(Collected data)
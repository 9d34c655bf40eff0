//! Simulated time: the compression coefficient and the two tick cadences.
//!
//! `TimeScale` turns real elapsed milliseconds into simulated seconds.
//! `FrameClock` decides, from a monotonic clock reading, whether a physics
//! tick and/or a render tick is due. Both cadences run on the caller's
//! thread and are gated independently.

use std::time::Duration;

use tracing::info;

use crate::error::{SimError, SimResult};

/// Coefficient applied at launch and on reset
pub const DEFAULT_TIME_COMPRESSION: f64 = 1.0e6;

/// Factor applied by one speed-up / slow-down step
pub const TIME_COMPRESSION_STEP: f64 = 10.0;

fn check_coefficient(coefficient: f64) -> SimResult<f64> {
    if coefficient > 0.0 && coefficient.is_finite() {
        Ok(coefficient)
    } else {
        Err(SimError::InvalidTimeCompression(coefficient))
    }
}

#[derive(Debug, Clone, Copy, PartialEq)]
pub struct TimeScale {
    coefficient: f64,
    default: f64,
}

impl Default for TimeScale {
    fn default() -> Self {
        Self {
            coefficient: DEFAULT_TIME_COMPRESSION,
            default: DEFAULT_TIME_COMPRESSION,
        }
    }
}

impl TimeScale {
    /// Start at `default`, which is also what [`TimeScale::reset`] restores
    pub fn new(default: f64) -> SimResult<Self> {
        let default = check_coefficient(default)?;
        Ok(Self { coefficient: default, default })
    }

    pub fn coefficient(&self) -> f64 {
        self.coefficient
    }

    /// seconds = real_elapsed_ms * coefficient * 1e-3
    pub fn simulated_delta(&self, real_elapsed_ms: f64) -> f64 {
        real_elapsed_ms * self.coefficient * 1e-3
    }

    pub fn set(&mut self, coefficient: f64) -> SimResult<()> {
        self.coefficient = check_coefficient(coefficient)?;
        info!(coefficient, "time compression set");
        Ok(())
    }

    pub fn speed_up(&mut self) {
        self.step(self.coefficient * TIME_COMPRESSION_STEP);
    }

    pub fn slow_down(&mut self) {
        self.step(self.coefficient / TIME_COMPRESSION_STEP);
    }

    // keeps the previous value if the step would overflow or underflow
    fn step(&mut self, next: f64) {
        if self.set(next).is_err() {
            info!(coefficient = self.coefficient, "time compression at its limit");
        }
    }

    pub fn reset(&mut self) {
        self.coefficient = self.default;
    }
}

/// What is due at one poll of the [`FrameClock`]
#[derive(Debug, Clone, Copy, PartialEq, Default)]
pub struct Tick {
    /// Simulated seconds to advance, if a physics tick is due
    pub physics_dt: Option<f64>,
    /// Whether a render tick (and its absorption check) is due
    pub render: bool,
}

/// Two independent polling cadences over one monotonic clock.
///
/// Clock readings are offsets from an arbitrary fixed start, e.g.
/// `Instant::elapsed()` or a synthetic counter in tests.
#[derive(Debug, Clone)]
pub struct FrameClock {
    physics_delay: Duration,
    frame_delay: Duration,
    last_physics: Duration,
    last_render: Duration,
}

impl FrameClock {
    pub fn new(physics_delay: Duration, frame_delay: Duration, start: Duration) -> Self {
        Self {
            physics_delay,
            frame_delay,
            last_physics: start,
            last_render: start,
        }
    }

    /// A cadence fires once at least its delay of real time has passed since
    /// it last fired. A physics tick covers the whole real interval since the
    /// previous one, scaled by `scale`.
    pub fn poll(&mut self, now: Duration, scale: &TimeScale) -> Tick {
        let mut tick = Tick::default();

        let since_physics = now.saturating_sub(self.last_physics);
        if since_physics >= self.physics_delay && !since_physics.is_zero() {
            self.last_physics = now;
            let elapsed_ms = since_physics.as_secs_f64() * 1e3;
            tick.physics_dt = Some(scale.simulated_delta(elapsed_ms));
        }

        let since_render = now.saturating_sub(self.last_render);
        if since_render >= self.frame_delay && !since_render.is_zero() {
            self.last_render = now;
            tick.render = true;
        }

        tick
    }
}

What you will do:
Could you work out how many lines above contain the string "monotonic"? Answer with the number only.

Output:
2